But when the later Friends raised _their_ protest, the case
was altogether different. The false gods whose names were bound up in
these words had ceased to be worshipped in England for about a thousand
years; the words had wholly disengaged themselves from their
etymologies, of which probably not one in a thousand had the slightest
suspicion. Moreover, had these precisians in speech been consistent,
they could not have stopped where they did. Every new acquaintance with
the etymology or primary use of words would have entangled them in some
new embarrassment, would have required a new purging of their
vocabulary. 'To charm,' 'to bewitch,' 'to fascinate,' 'to enchant,'
would have been no longer lawful words for those who had outlived the
belief in magic, and in the power of the evil eye; nor 'lunacy,' nor
'lunatic,' for such as did not count the moon to have anything to do
with mental unsoundness; nor 'panic' fear, for those who believed that
the great god Pan was indeed dead; nor 'auguries,' nor 'auspices,' for
those to whom divination was nothing; while to speak of 'initiating' a
person into the 'mysteries' of an art, would have been utterly
heathenish language.

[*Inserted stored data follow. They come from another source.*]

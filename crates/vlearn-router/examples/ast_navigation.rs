// Example: Resolving navigation requests for the vlearn client
//
// Builds the application route table (Home and ASTParse), then walks the
// requests an embedding shell would forward from its navigation source.
// Hits mount their view, a miss falls back, and a programmatic jump by
// name closes the walk.
//
// Run with: cargo run --example ast_navigation

use vlearn_router::{Resolver, RouteDefinition};

// The resolver never looks inside the view handle; the shell dispatches
// on it after a successful resolution.
#[derive(Debug, Clone, Copy)]
enum Screen {
    Home,
    AstParse,
}

fn mount(screen: Screen) {
    match screen {
        Screen::Home => tracing::info!("rendering the workspace landing screen"),
        Screen::AstParse => tracing::info!("rendering the AST parse visualizer"),
    }
}

fn main() -> anyhow::Result<()> {
    tracing_subscriber::fmt::init();

    let resolver = Resolver::register([
        RouteDefinition::new("/", "Home", Screen::Home),
        RouteDefinition::new("/ast-parse", "ASTParse", Screen::AstParse),
    ])?;

    // Requests as a navigation source would forward them
    for requested in ["/", "/ast-parse", "/ast-parse/", "/grammar"] {
        match resolver.resolve(requested) {
            Ok(route) => {
                tracing::info!("{} matched route {}", requested, route.name);
                mount(route.view);
            }
            Err(err) => {
                tracing::warn!("{}; mounting fallback screen", err);
            }
        }
    }

    // Programmatic jump by name
    let target = resolver.resolve_by_name("ASTParse")?;
    tracing::info!("jumping to {} at {}", target.name, target.path);
    mount(target.view);

    Ok(())
}
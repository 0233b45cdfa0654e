// File: src/config.rs
// Purpose: Declarative route tables from routes.toml

use anyhow::{Context, Result};
use serde::{Deserialize, Serialize};
use std::fs;
use std::path::Path;

use crate::{DuplicateRouteError, Resolver, RouteDefinition};

/// Declarative route table
///
/// A TOML file of `[[routes]]` entries, one per declaration. View handles
/// are declared as string identifiers; the embedding shell maps them to
/// renderable units after loading.
#[derive(Debug, Clone, Serialize, Deserialize, Default)]
pub struct RoutesConfig {
    #[serde(default)]
    pub routes: Vec<RouteDecl>,
}

/// One declared route
#[derive(Debug, Clone, Serialize, Deserialize, PartialEq, Eq)]
pub struct RouteDecl {
    pub path: String,
    pub name: String,
    pub view: String,
}

impl RoutesConfig {
    /// Load a route declaration from a TOML file
    pub fn load(path: impl AsRef<Path>) -> Result<Self> {
        let path = path.as_ref();

        // Missing or empty file means an empty declaration
        if !path.exists() {
            return Ok(Self::default());
        }

        let content = fs::read_to_string(path)
            .with_context(|| format!("Failed to read routes file: {:?}", path))?;

        if content.trim().is_empty() {
            return Ok(Self::default());
        }

        let config: RoutesConfig = toml::from_str(&content)
            .with_context(|| format!("Failed to parse routes file: {:?}", path))?;

        Ok(config)
    }

    /// Load a route declaration from the default path (./routes.toml)
    pub fn load_default() -> Result<Self> {
        Self::load("routes.toml")
    }

    /// Build a resolver whose view handles are the declared identifiers
    ///
    /// Declarations pass through the same validation as in-code tables,
    /// so duplicates in the file are rejected here.
    ///
    /// # Examples
    ///
    /// ```
    /// use vlearn_router::{RouteDecl, RoutesConfig};
    ///
    /// let config = RoutesConfig {
    ///     routes: vec![RouteDecl {
    ///         path: "/".to_string(),
    ///         name: "Home".to_string(),
    ///         view: "home".to_string(),
    ///     }],
    /// };
    ///
    /// let resolver = config.into_resolver().unwrap();
    /// assert_eq!(resolver.resolve("/").unwrap().view, "home");
    /// ```
    pub fn into_resolver(self) -> std::result::Result<Resolver<String>, DuplicateRouteError> {
        Resolver::register(
            self.routes
                .into_iter()
                .map(|decl| RouteDefinition::new(decl.path, decl.name, decl.view)),
        )
    }
}
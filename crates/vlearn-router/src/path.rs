//! Canonical navigation paths.
//!
//! Requests arrive in whatever shape an address bar or history entry
//! produced; declared tables are written by hand. Both are reduced to one
//! canonical spelling before any comparison, so lookups stay exact string
//! equality.

use std::borrow::Cow;

/// Checks whether a path is already in canonical form
///
/// # Rules
///
/// - Must not be empty
/// - Must start with `/`
/// - Must not contain `//`
/// - Must not end with `/` (except root `/`)
///
/// # Examples
///
/// ```
/// use vlearn_router::is_canonical_path;
///
/// assert!(is_canonical_path("/"));
/// assert!(is_canonical_path("/ast-parse"));
///
/// assert!(!is_canonical_path(""));
/// assert!(!is_canonical_path("ast-parse")); // Missing leading /
/// assert!(!is_canonical_path("/ast-parse/")); // Trailing /
/// assert!(!is_canonical_path("/ast//parse")); // Double //
/// ```
pub fn is_canonical_path(path: &str) -> bool {
    if path.is_empty() || !path.starts_with('/') {
        return false;
    }

    if path.contains("//") {
        return false;
    }

    path == "/" || !path.ends_with('/')
}

/// Reduces a path to canonical form
///
/// Returns `Cow::Borrowed` when the input is already canonical, so the
/// common case allocates nothing.
///
/// # Handles
///
/// - Trailing slashes: `/ast-parse/` → `/ast-parse`
/// - Repeated separators: `//ast-parse` → `/ast-parse`
/// - Missing leading slash: `ast-parse` → `/ast-parse`
/// - Empty input becomes the root `/`
///
/// # Examples
///
/// ```
/// use vlearn_router::canonicalize_path;
/// use std::borrow::Cow;
///
/// let path = canonicalize_path("/ast-parse");
/// assert!(matches!(path, Cow::Borrowed("/ast-parse")));
///
/// assert_eq!(canonicalize_path("/ast-parse/"), "/ast-parse");
/// assert_eq!(canonicalize_path("//ast-parse"), "/ast-parse");
/// assert_eq!(canonicalize_path("ast-parse"), "/ast-parse");
/// assert_eq!(canonicalize_path(""), "/");
/// ```
pub fn canonicalize_path(path: &str) -> Cow<'_, str> {
    if is_canonical_path(path) {
        return Cow::Borrowed(path);
    }

    let joined = path
        .split('/')
        .filter(|segment| !segment.is_empty())
        .collect::<Vec<_>>()
        .join("/");

    if joined.is_empty() {
        Cow::Borrowed("/")
    } else {
        Cow::Owned(format!("/{}", joined))
    }
}

#[cfg(test)]
mod tests {
    use super::*;

    #[test]
    fn test_is_canonical_path() {
        assert!(is_canonical_path("/"));
        assert!(is_canonical_path("/ast-parse"));
        assert!(is_canonical_path("/docs/grammar"));

        assert!(!is_canonical_path(""));
        assert!(!is_canonical_path("ast-parse"));
        assert!(!is_canonical_path("/ast-parse/"));
        assert!(!is_canonical_path("/ast//parse"));
    }

    #[test]
    fn test_canonicalize_borrows_canonical_input() {
        assert!(matches!(canonicalize_path("/"), Cow::Borrowed("/")));
        assert!(matches!(
            canonicalize_path("/ast-parse"),
            Cow::Borrowed("/ast-parse")
        ));
    }

    #[test]
    fn test_canonicalize_trailing_slash() {
        assert_eq!(canonicalize_path("/ast-parse/"), "/ast-parse");
        assert_eq!(canonicalize_path("/docs/grammar/"), "/docs/grammar");
    }

    #[test]
    fn test_canonicalize_repeated_separators() {
        assert_eq!(canonicalize_path("//ast-parse"), "/ast-parse");
        assert_eq!(canonicalize_path("/docs///grammar//"), "/docs/grammar");
    }

    #[test]
    fn test_canonicalize_missing_leading_slash() {
        assert_eq!(canonicalize_path("ast-parse"), "/ast-parse");
    }

    #[test]
    fn test_canonicalize_empty_is_root() {
        assert_eq!(canonicalize_path(""), "/");
        assert_eq!(canonicalize_path("///"), "/");
    }
}
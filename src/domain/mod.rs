//! Domain types for the payment lifecycle and prediction history, plus the
//! ports the application layer talks through.

pub mod id;
pub mod order;
pub mod ports;
pub mod prediction;
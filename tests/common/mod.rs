use aviator_pay::application::lifecycle::OrderLifecycleManager;
use aviator_pay::config::{Credentials, GatewayConfig};
use aviator_pay::infrastructure::pesapal::{PesapalGateway, TOKEN_PATH};
use httpmock::prelude::*;
use serde_json::json;

pub const CONSUMER_KEY: &str = "test-key";
pub const CONSUMER_SECRET: &str = "test-secret";

pub fn lifecycle_for(server: &MockServer) -> OrderLifecycleManager {
    let config = GatewayConfig::default().with_base_url(server.base_url());
    let urls = config.order_urls();
    let gateway = PesapalGateway::new(config).expect("Failed to build gateway");
    OrderLifecycleManager::new(
        Credentials::new(CONSUMER_KEY, CONSUMER_SECRET),
        urls,
        Box::new(gateway),
    )
}

pub async fn mock_token<'a>(server: &'a MockServer, token: &str) -> httpmock::Mock<'a> {
    let body = json!({ "token": token, "expiryDate": "2026-12-31T23:59:59Z" });
    server
        .mock_async(|when, then| {
            when.method(POST).path(TOKEN_PATH);
            then.status(200).json_body(body);
        })
        .await
}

Nay, they must have found fault with the language
of Holy Scripture itself; for a word of honourable use in the New
Testament expressing the function of an interpreter, and reappearing in
our 'hermeneutics,' is directly derived from and embodies the name of
Hermes, a heathen deity, and one who did not, like Woden, Thor, and
Friga, pertain to a long extinct mythology, but to one existing in its
strength at the very time when he wrote.